WHAT IS NEEDED: In the listing below, how many lines contain the word "tables"? Please respond with the number only.

RECORDS FOR THE EXERCISE Block Start

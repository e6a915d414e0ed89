//! Hierarchical preference resolution with per-document-type overrides.
//!
//! Every option resolves per call: the view's cached document-type tag
//! selects an override table (materialized lazily from the raw settings
//! source), and any option the table does not define falls back to the
//! global default. Globals are re-read on [`Preferences::reload`], which the
//! host calls from its settings-change notification.

use std::collections::HashMap;
use std::sync::Arc;

use parking_lot::RwLock;
use serde::Deserialize;
use serde_json::Value;

use crate::host::{SettingsSource, View};
use crate::types::DEFAULT_MAX_RECORDS;

/// Per-view settings key under which the resolved document-type tag is
/// cached.
pub const DOC_TYPE_SETTING_KEY: &str = "view_memory_doc_type";

/// Type tag for views with no syntax definition.
pub const PLAIN_TEXT_TAG: &str = "plain text";

/// Global option values with their built-in defaults.
#[derive(Debug, Clone, PartialEq)]
pub struct PrefValues {
    pub remember_color_scheme: bool,
    pub remember_syntax: bool,
    pub synch_bookmarks: bool,
    pub synch_marks: bool,
    pub synch_folds: bool,
    pub synch_scroll: bool,
    pub typewriter_scrolling: bool,
    pub typewriter_scrolling_shift: i64,
    pub typewriter_scrolling_follow_cursor_movement: bool,
    pub use_animations: bool,
    pub i_use_cloned_views: bool,
    pub max_database_records: usize,
    pub restore_scroll: bool,
    pub remember_settings_list: Vec<String>,
}

impl Default for PrefValues {
    fn default() -> Self {
        Self {
            remember_color_scheme: false,
            remember_syntax: false,
            synch_bookmarks: false,
            synch_marks: false,
            synch_folds: false,
            synch_scroll: false,
            typewriter_scrolling: false,
            typewriter_scrolling_shift: 0,
            typewriter_scrolling_follow_cursor_movement: true,
            use_animations: false,
            i_use_cloned_views: false,
            max_database_records: DEFAULT_MAX_RECORDS,
            restore_scroll: true,
            remember_settings_list: Vec::new(),
        }
    }
}

/// One per-document-type override table. Absent fields fall back to the
/// global default for that option.
#[derive(Debug, Clone, Default, Deserialize)]
#[serde(default)]
pub struct TypeOverrides {
    pub remember_color_scheme: Option<bool>,
    pub remember_syntax: Option<bool>,
    pub synch_bookmarks: Option<bool>,
    pub synch_marks: Option<bool>,
    pub synch_folds: Option<bool>,
    pub synch_scroll: Option<bool>,
    pub typewriter_scrolling: Option<bool>,
    pub typewriter_scrolling_shift: Option<i64>,
    pub typewriter_scrolling_follow_cursor_movement: Option<bool>,
    pub i_use_cloned_views: Option<bool>,
    pub restore_scroll: Option<bool>,
    pub remember_settings_list: Option<Vec<String>>,
}

/// The preference resolver.
pub struct Preferences {
    source: Arc<dyn SettingsSource>,
    global: RwLock<PrefValues>,
    /// Lazily materialized override tables by type tag. Only present
    /// sections are cached; a tag with no section re-probes the raw source
    /// on each call until one appears.
    overrides: RwLock<HashMap<String, TypeOverrides>>,
}

impl Preferences {
    /// Build a resolver over the raw settings source and load the globals.
    pub fn new(source: Arc<dyn SettingsSource>) -> Self {
        let prefs = Self {
            source,
            global: RwLock::new(PrefValues::default()),
            overrides: RwLock::new(HashMap::new()),
        };
        prefs.reload();
        prefs
    }

    /// Re-read all globals from the raw source and drop the materialized
    /// override tables. Called by the host when the source changes.
    pub fn reload(&self) {
        let defaults = PrefValues::default();
        let loaded = PrefValues {
            remember_color_scheme: self.bool_opt("remember_color_scheme", defaults.remember_color_scheme),
            remember_syntax: self.bool_opt("remember_syntax", defaults.remember_syntax),
            synch_bookmarks: self.bool_opt("synch_bookmarks", defaults.synch_bookmarks),
            synch_marks: self.bool_opt("synch_marks", defaults.synch_marks),
            synch_folds: self.bool_opt("synch_folds", defaults.synch_folds),
            synch_scroll: self.bool_opt("synch_scroll", defaults.synch_scroll),
            typewriter_scrolling: self.bool_opt("typewriter_scrolling", defaults.typewriter_scrolling),
            typewriter_scrolling_shift: self
                .int_opt("typewriter_scrolling_shift", defaults.typewriter_scrolling_shift),
            typewriter_scrolling_follow_cursor_movement: self.bool_opt(
                "typewriter_scrolling_follow_cursor_movement",
                defaults.typewriter_scrolling_follow_cursor_movement,
            ),
            use_animations: self.bool_opt("use_animations", defaults.use_animations),
            i_use_cloned_views: self.bool_opt("i_use_cloned_views", defaults.i_use_cloned_views),
            max_database_records: self
                .int_opt("max_database_records", defaults.max_database_records as i64)
                .max(0) as usize,
            restore_scroll: self.bool_opt("restore_scroll", defaults.restore_scroll),
            remember_settings_list: self.list_opt("remember_settings_list"),
        };
        *self.global.write() = loaded;
        self.overrides.write().clear();
    }

    fn bool_opt(&self, key: &str, default: bool) -> bool {
        match self.source.get(key) {
            Some(Value::Bool(value)) => value,
            _ => default,
        }
    }

    fn int_opt(&self, key: &str, default: i64) -> i64 {
        match self.source.get(key) {
            Some(Value::Number(value)) => value.as_i64().unwrap_or(default),
            _ => default,
        }
    }

    fn list_opt(&self, key: &str) -> Vec<String> {
        match self.source.get(key) {
            Some(Value::Array(items)) => items
                .into_iter()
                .filter_map(|item| match item {
                    Value::String(name) if !name.is_empty() => Some(name),
                    _ => None,
                })
                .collect(),
            _ => Vec::new(),
        }
    }

    /// Document-type tag for a view: the basename of its syntax definition,
    /// extension stripped and lowercased, cached on the view after the
    /// first derivation.
    pub fn type_tag(&self, view: &dyn View) -> String {
        if let Some(Value::String(cached)) = view.setting(DOC_TYPE_SETTING_KEY) {
            return cached;
        }
        let tag = view
            .syntax()
            .map(|syntax| derive_type_tag(&syntax))
            .unwrap_or_else(|| PLAIN_TEXT_TAG.to_owned());
        view.set_setting(DOC_TYPE_SETTING_KEY, Value::String(tag.clone()));
        tag
    }

    fn overrides_for(&self, tag: &str) -> Option<TypeOverrides> {
        if let Some(cached) = self.overrides.read().get(tag) {
            return Some(cached.clone());
        }
        let materialized = self
            .source
            .section(tag)
            .and_then(|section| serde_json::from_value::<TypeOverrides>(section).ok())?;
        self.overrides
            .write()
            .insert(tag.to_owned(), materialized.clone());
        Some(materialized)
    }

    fn resolve<T>(
        &self,
        view: &dyn View,
        pick_override: impl Fn(&TypeOverrides) -> Option<T>,
        pick_global: impl Fn(&PrefValues) -> T,
    ) -> T {
        let tag = self.type_tag(view);
        if let Some(overrides) = self.overrides_for(&tag) {
            if let Some(value) = pick_override(&overrides) {
                return value;
            }
        }
        pick_global(&self.global.read())
    }

    pub fn remember_color_scheme(&self, view: &dyn View) -> bool {
        self.resolve(view, |o| o.remember_color_scheme, |g| g.remember_color_scheme)
    }

    pub fn remember_syntax(&self, view: &dyn View) -> bool {
        self.resolve(view, |o| o.remember_syntax, |g| g.remember_syntax)
    }

    pub fn synch_bookmarks(&self, view: &dyn View) -> bool {
        self.resolve(view, |o| o.synch_bookmarks, |g| g.synch_bookmarks)
    }

    pub fn synch_marks(&self, view: &dyn View) -> bool {
        self.resolve(view, |o| o.synch_marks, |g| g.synch_marks)
    }

    pub fn synch_folds(&self, view: &dyn View) -> bool {
        self.resolve(view, |o| o.synch_folds, |g| g.synch_folds)
    }

    pub fn synch_scroll(&self, view: &dyn View) -> bool {
        self.resolve(view, |o| o.synch_scroll, |g| g.synch_scroll)
    }

    pub fn typewriter_scrolling(&self, view: &dyn View) -> bool {
        self.resolve(view, |o| o.typewriter_scrolling, |g| g.typewriter_scrolling)
    }

    pub fn typewriter_scrolling_shift(&self, view: &dyn View) -> i64 {
        self.resolve(
            view,
            |o| o.typewriter_scrolling_shift,
            |g| g.typewriter_scrolling_shift,
        )
    }

    pub fn typewriter_scrolling_follow_cursor_movement(&self, view: &dyn View) -> bool {
        self.resolve(
            view,
            |o| o.typewriter_scrolling_follow_cursor_movement,
            |g| g.typewriter_scrolling_follow_cursor_movement,
        )
    }

    pub fn i_use_cloned_views(&self, view: &dyn View) -> bool {
        self.resolve(view, |o| o.i_use_cloned_views, |g| g.i_use_cloned_views)
    }

    pub fn restore_scroll(&self, view: &dyn View) -> bool {
        self.resolve(view, |o| o.restore_scroll, |g| g.restore_scroll)
    }

    pub fn remember_settings_list(&self, view: &dyn View) -> Vec<String> {
        self.resolve(
            view,
            |o| o.remember_settings_list.clone(),
            |g| g.remember_settings_list.clone(),
        )
    }

    /// Whether viewport moves are animated. Global only.
    pub fn use_animations(&self) -> bool {
        self.global.read().use_animations
    }

    /// Store record cap. Global only.
    pub fn max_database_records(&self) -> usize {
        self.global.read().max_database_records
    }
}

/// `"Packages/Rust/Rust.sublime-syntax"` → `"rust"`.
fn derive_type_tag(syntax: &str) -> String {
    let basename = syntax.rsplit(['/', '\\']).next().unwrap_or(syntax);
    let stem = basename.split('.').next().unwrap_or(basename);
    stem.to_lowercase()
}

RECORDS FOR THE EXERCISE Block End

THE COMPLETED TASK: 2